Second Src Homology 3 domain (SH3B) of CD2-associated protein
CD2AP, also called CMS (Cas ligand with Multiple SH3 domains) or METS1 (Mesenchyme-to-Epithelium Transition protein with SH3 domains), is a cytosolic adaptor protein that plays a role in regulating the cytoskeleton. It is critical in cell-to-cell union necessary for kidney function. It also stabilizes the contact between a T cell and antigen-presenting cells. It is primarily expressed in podocytes at the cytoplasmic face of the slit diaphragm and serves as a linker anchoring podocin and nephrin to the actin cytoskeleton. CD2AP contains three SH3 domains, a proline-rich region, and a C-terminal coiled-coil domain. All of these domains enable CD2AP to bind various protein partners and assemble complexes that have been implicated in many different functions.
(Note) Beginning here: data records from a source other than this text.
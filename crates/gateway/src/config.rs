//! Configuration types for the gateway, plus loading and validation.
//!
//! Values are read from an optional TOML file overlaid with `GATEWAY_*`
//! environment variables. An absent sub-section means the corresponding
//! feature is disabled; nothing is defaulted to an active-but-empty state.
//! The one exception is `cors = true`, which maps to a fixed permissive
//! policy for backward compatibility.
//!
//! Extension hooks and the custom error formatter are code, not data; they
//! are attached programmatically by the embedding process and skipped during
//! deserialisation.

use std::collections::HashMap;
use std::fmt;
use std::net::{IpAddr, SocketAddr};
use std::path::{Path, PathBuf};
use std::sync::Arc;

use anyhow::{Context, Result};
use axum::Router;
use serde::Deserialize;
use serde_json::Value;
use tokio::net::TcpListener;

use common::{ExecutionContext, SchemaExecutor};

use crate::engine::format::ErrorFormatter;
use crate::engine::options::EngineOverrides;
use crate::engine::plugins::LandingPageSelection;

/// Default mount path for the GraphQL API.
pub const DEFAULT_GRAPHQL_PATH: &str = "/api/graphql";

/// Default per-file upload ceiling: 200 MiB.
pub const DEFAULT_MAX_FILE_SIZE: u64 = 200 * 1024 * 1024;

/// Default JSON body limit: 100 KiB.
pub const DEFAULT_BODY_LIMIT: u64 = 100 * 1024;

fn default_host() -> String {
    "0.0.0.0".into()
}
fn default_port() -> u16 {
    3000
}
fn default_max_file_size() -> u64 {
    DEFAULT_MAX_FILE_SIZE
}
fn default_body_limit() -> u64 {
    DEFAULT_BODY_LIMIT
}

// ---------------------------------------------------------------------------
// Top level
// ---------------------------------------------------------------------------

/// Validated gateway configuration, consumed once by
/// [`assemble`](crate::server::assemble::assemble).
#[derive(Default, Deserialize)]
#[serde(default)]
pub struct GatewayConfig {
    /// Listener and middleware policy.
    pub http: HttpConfig,
    /// GraphQL mount and engine policy.
    pub graphql: GraphqlConfig,
    /// Named storage entries; `local` entries with a serve route are exposed
    /// over HTTP.
    pub storage: HashMap<String, StorageConfig>,
    /// Assembly-time extension hooks, attached programmatically.
    #[serde(skip)]
    pub hooks: ExtensionHooks,
}

impl GatewayConfig {
    /// Load configuration from an optional TOML file overlaid with
    /// `GATEWAY_*` environment variables, then validate it.
    ///
    /// # Errors
    ///
    /// Returns an error if a source cannot be read, a value cannot be
    /// deserialised, or validation fails.
    pub fn load(path: Option<&Path>) -> Result<Self> {
        let mut builder = config::Config::builder();
        if let Some(path) = path {
            builder = builder.add_source(config::File::from(path));
        }
        builder = builder.add_source(
            config::Environment::with_prefix("GATEWAY").separator("__"),
        );

        let cfg = builder
            .build()
            .context("failed to build configuration from sources")?;

        let c: GatewayConfig = cfg
            .try_deserialize()
            .context("failed to deserialise configuration")?;

        c.validate()?;
        Ok(c)
    }

    /// Validate all fields, returning a descriptive error on the first failure.
    pub fn validate(&self) -> Result<()> {
        if self.http.host.parse::<IpAddr>().is_err() {
            anyhow::bail!("http.host is not a valid IP address: {}", self.http.host);
        }
        if self.http.max_file_size == 0 {
            anyhow::bail!("http.max_file_size must be > 0");
        }
        ensure_route_path(self.graphql.mount_path(), "graphql.path")?;
        if let Some(body_parser) = &self.graphql.body_parser {
            if body_parser.limit == 0 {
                anyhow::bail!("graphql.body_parser.limit must be > 0");
            }
        }
        for (name, storage) in &self.storage {
            if let Some(route) = &storage.serve {
                ensure_route_path(&route.path, &format!("storage.{name}.serve.path"))?;
            }
        }
        Ok(())
    }
}

fn ensure_route_path(path: &str, name: &str) -> Result<()> {
    if !path.starts_with('/') {
        anyhow::bail!("{name} must start with '/': {path}");
    }
    if path == "/" {
        anyhow::bail!("{name} must not be the bare root path");
    }
    Ok(())
}

// ---------------------------------------------------------------------------
// HTTP section
// ---------------------------------------------------------------------------

/// Listener address and middleware policy.
#[derive(Debug, Clone, Deserialize)]
pub struct HttpConfig {
    /// Interface the listener binds to.
    #[serde(default = "default_host")]
    pub host: String,

    /// Port the listener binds to.
    #[serde(default = "default_port")]
    pub port: u16,

    /// Cross-origin policy. Absent or `false` disables CORS entirely.
    #[serde(default)]
    pub cors: Option<CorsSetting>,

    /// Deprecated health-check route. Absent disables it.
    #[serde(default)]
    pub health_check: Option<HealthCheckSetting>,

    /// Per-file upload ceiling in bytes.
    #[serde(default = "default_max_file_size")]
    pub max_file_size: u64,
}

impl Default for HttpConfig {
    fn default() -> Self {
        Self {
            host: default_host(),
            port: default_port(),
            cors: None,
            health_check: None,
            max_file_size: default_max_file_size(),
        }
    }
}

impl HttpConfig {
    /// The socket address the listener binds to.
    ///
    /// # Errors
    ///
    /// Returns an error if `host` is not a valid IP address.
    pub fn socket_addr(&self) -> Result<SocketAddr, std::net::AddrParseError> {
        let ip: IpAddr = self.host.parse()?;
        Ok(SocketAddr::new(ip, self.port))
    }
}

/// CORS activation: a backward-compatible boolean or an explicit policy.
#[derive(Debug, Clone, Deserialize)]
#[serde(untagged)]
pub enum CorsSetting {
    /// `true` applies the fixed permissive default; `false` disables CORS.
    Flag(bool),
    /// An explicit policy, applied verbatim.
    Policy(CorsPolicy),
}

/// An explicit cross-origin policy.
#[derive(Debug, Clone, Default, Deserialize)]
#[serde(default)]
pub struct CorsPolicy {
    /// Exact origins allowed to call the API.
    pub origins: Vec<String>,
    /// Allowed methods; defaults to `GET,HEAD,PUT,PATCH,POST,DELETE`.
    pub methods: Option<Vec<String>>,
    /// Allowed request headers; defaults to reflecting the preflight request.
    pub allowed_headers: Option<Vec<String>>,
    /// Whether responses may carry credentials.
    pub credentials: bool,
}

/// Health-check activation: a boolean or explicit options.
#[derive(Debug, Clone, Deserialize)]
#[serde(untagged)]
pub enum HealthCheckSetting {
    /// `true` serves the default payload at the default path.
    Flag(bool),
    /// Explicit path and body options.
    Options(HealthCheckOptions),
}

/// Produces the health-check response body on demand.
pub type HealthProducer = Arc<dyn Fn() -> Value + Send + Sync>;

/// Explicit health-check options.
#[derive(Clone, Default, Deserialize)]
pub struct HealthCheckOptions {
    /// Route path; defaults to the well-known health path.
    #[serde(default)]
    pub path: Option<String>,

    /// Static response body, returned verbatim as JSON.
    #[serde(default)]
    pub data: Option<Value>,

    /// Response-body producer, invoked per request. Takes precedence over
    /// `data`. A panicking producer is an unguarded fault of that request.
    #[serde(skip)]
    pub producer: Option<HealthProducer>,
}

impl fmt::Debug for HealthCheckOptions {
    fn fmt(&self, f: &mut fmt::Formatter<'_>) -> fmt::Result {
        f.debug_struct("HealthCheckOptions")
            .field("path", &self.path)
            .field("data", &self.data)
            .field("producer", &self.producer.as_ref().map(|_| "<fn>"))
            .finish()
    }
}

// ---------------------------------------------------------------------------
// GraphQL section
// ---------------------------------------------------------------------------

/// GraphQL mount and engine policy.
#[derive(Default, Deserialize)]
#[serde(default)]
pub struct GraphqlConfig {
    /// Error-debug visibility. Defaults to enabled outside production.
    pub debug: Option<bool>,

    /// Landing-page selection. Defaults to enabled outside production.
    pub playground: Option<PlaygroundSetting>,

    /// Mount path for the API. Defaults to [`DEFAULT_GRAPHQL_PATH`].
    pub path: Option<String>,

    /// JSON body decoding options for the mount path.
    pub body_parser: Option<BodyParserConfig>,

    /// Escape-hatch engine overrides, attached programmatically. Policy
    /// fields the gateway controls always win over these.
    #[serde(skip)]
    pub engine: Option<EngineOverrides>,

    /// Custom error formatter, invoked after built-in redaction.
    #[serde(skip)]
    pub format_error: Option<ErrorFormatter>,
}

impl GraphqlConfig {
    /// Resolved error-debug visibility.
    pub fn debug(&self, env: &Environment) -> bool {
        self.debug.unwrap_or(!env.production)
    }

    /// Resolved mount path.
    pub fn mount_path(&self) -> &str {
        self.path.as_deref().unwrap_or(DEFAULT_GRAPHQL_PATH)
    }

    /// Resolved JSON body limit in bytes.
    pub fn body_limit(&self) -> u64 {
        self.body_parser
            .as_ref()
            .map(|b| b.limit)
            .unwrap_or(DEFAULT_BODY_LIMIT)
    }

    /// Resolved landing-page selection.
    pub fn landing_page(&self, env: &Environment) -> LandingPageSelection {
        match self.playground {
            Some(PlaygroundSetting::Mode(PlaygroundMode::Passthrough)) => {
                LandingPageSelection::Passthrough
            }
            Some(PlaygroundSetting::Flag(true)) => LandingPageSelection::Interactive,
            Some(PlaygroundSetting::Flag(false)) => LandingPageSelection::Disabled,
            None if env.production => LandingPageSelection::Disabled,
            None => LandingPageSelection::Interactive,
        }
    }
}

impl fmt::Debug for GraphqlConfig {
    fn fmt(&self, f: &mut fmt::Formatter<'_>) -> fmt::Result {
        f.debug_struct("GraphqlConfig")
            .field("debug", &self.debug)
            .field("playground", &self.playground)
            .field("path", &self.path)
            .field("body_parser", &self.body_parser)
            .field("engine", &self.engine.as_ref().map(|_| "<overrides>"))
            .field("format_error", &self.format_error.as_ref().map(|_| "<fn>"))
            .finish()
    }
}

/// Landing-page configuration value.
#[derive(Debug, Clone, Copy, PartialEq, Eq, Deserialize)]
#[serde(untagged)]
pub enum PlaygroundSetting {
    /// Enable or disable the interactive landing page.
    Flag(bool),
    /// Hand landing-page control to the user's own plugins.
    Mode(PlaygroundMode),
}

/// Named landing-page modes.
#[derive(Debug, Clone, Copy, PartialEq, Eq, Deserialize)]
#[serde(rename_all = "lowercase")]
pub enum PlaygroundMode {
    /// Use the user-supplied plugin list unmodified.
    Passthrough,
}

/// JSON body decoding options.
#[derive(Debug, Clone, Deserialize)]
pub struct BodyParserConfig {
    /// Maximum accepted JSON body size in bytes.
    #[serde(default = "default_body_limit")]
    pub limit: u64,
}

// ---------------------------------------------------------------------------
// Storage section
// ---------------------------------------------------------------------------

/// One named storage entry.
#[derive(Debug, Clone, Deserialize)]
pub struct StorageConfig {
    /// Which driver persists this entry's files.
    pub kind: StorageKind,

    /// Route descriptor. Only `local` entries with a route are served.
    #[serde(default)]
    pub serve: Option<ServeRoute>,

    /// Filesystem root for `local` entries.
    pub root: PathBuf,
}

/// Storage driver discriminator.
#[derive(Debug, Clone, Copy, PartialEq, Eq, Deserialize)]
#[serde(rename_all = "lowercase")]
pub enum StorageKind {
    /// Files on the local filesystem; eligible for HTTP serving.
    Local,
    /// Files in an object store; never served by this layer.
    S3,
}

/// Where and how a storage entry is exposed over HTTP.
#[derive(Debug, Clone, Deserialize)]
pub struct ServeRoute {
    /// Mount path for the entry's files.
    pub path: String,
    /// Whether responses are generic files or images.
    pub kind: AssetKind,
}

/// Served asset category.
#[derive(Debug, Clone, Copy, PartialEq, Eq, Deserialize)]
#[serde(rename_all = "lowercase")]
pub enum AssetKind {
    /// Generic files; responses force `application/octet-stream`.
    File,
    /// Images; responses keep the detected media type.
    Image,
}

// ---------------------------------------------------------------------------
// Extension hooks
// ---------------------------------------------------------------------------

/// Hook transforming the application router at assembly time.
pub type ExtendApp = Box<dyn FnOnce(Router, ExecutionContext) -> Router + Send>;

/// Hook observing the bound listener at assembly time.
pub type ExtendListener =
    Box<dyn FnOnce(&TcpListener, ExecutionContext, &Arc<dyn SchemaExecutor>) + Send>;

/// Assembly-time extension points, each invoked at a fixed position in the
/// registration order.
#[derive(Default)]
pub struct ExtensionHooks {
    /// Runs after the diagnostics route attaches; routes it adds share that
    /// precedence tier.
    pub extend_app: Option<ExtendApp>,
    /// Runs after the listener binds, before the engine starts.
    pub extend_listener: Option<ExtendListener>,
}

impl fmt::Debug for ExtensionHooks {
    fn fmt(&self, f: &mut fmt::Formatter<'_>) -> fmt::Result {
        f.debug_struct("ExtensionHooks")
            .field("extend_app", &self.extend_app.as_ref().map(|_| "<fn>"))
            .field("extend_listener", &self.extend_listener.as_ref().map(|_| "<fn>"))
            .finish()
    }
}

// ---------------------------------------------------------------------------
// Environment
// ---------------------------------------------------------------------------

/// Explicit deployment environment, injected into the assembler instead of
/// being read ad hoc from process state.
#[derive(Debug, Clone, Copy, PartialEq, Eq)]
pub struct Environment {
    /// Whether the process runs in production mode.
    pub production: bool,
}

impl Environment {
    /// A production environment.
    pub fn production() -> Self {
        Self { production: true }
    }

    /// A development environment.
    pub fn development() -> Self {
        Self { production: false }
    }

    /// Read the environment from the `GATEWAY_ENV` process variable.
    /// Anything other than `production` is treated as development.
    pub fn from_process() -> Self {
        let production = std::env::var("GATEWAY_ENV")
            .map(|v| v.eq_ignore_ascii_case("production"))
            .unwrap_or(false);
        Self { production }
    }
}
This alignment model represents the second SH3 domain (SH3B) of CD2AP. SH3B binds to c-Cbl in a site (TPSSRPLR is the core binding motif) distinct from the c-Cbl/SH3A binding site. SH3 domains are protein interaction domains that bind to proline-rich ligands with moderate affinity and selectivity, preferentially to PxxP motifs. They play versatile and diverse roles in the cell including the regulation of enzymes, changing the subcellular localization of signaling pathway components, and mediating the formation of multiprotein complex assemblies.
Feature 1:peptide ligand binding site [polypeptide binding site]
Evidence:
Structure:2U23: human Cms bind a proline-rich peptide from human Rin3, contacts at 4A.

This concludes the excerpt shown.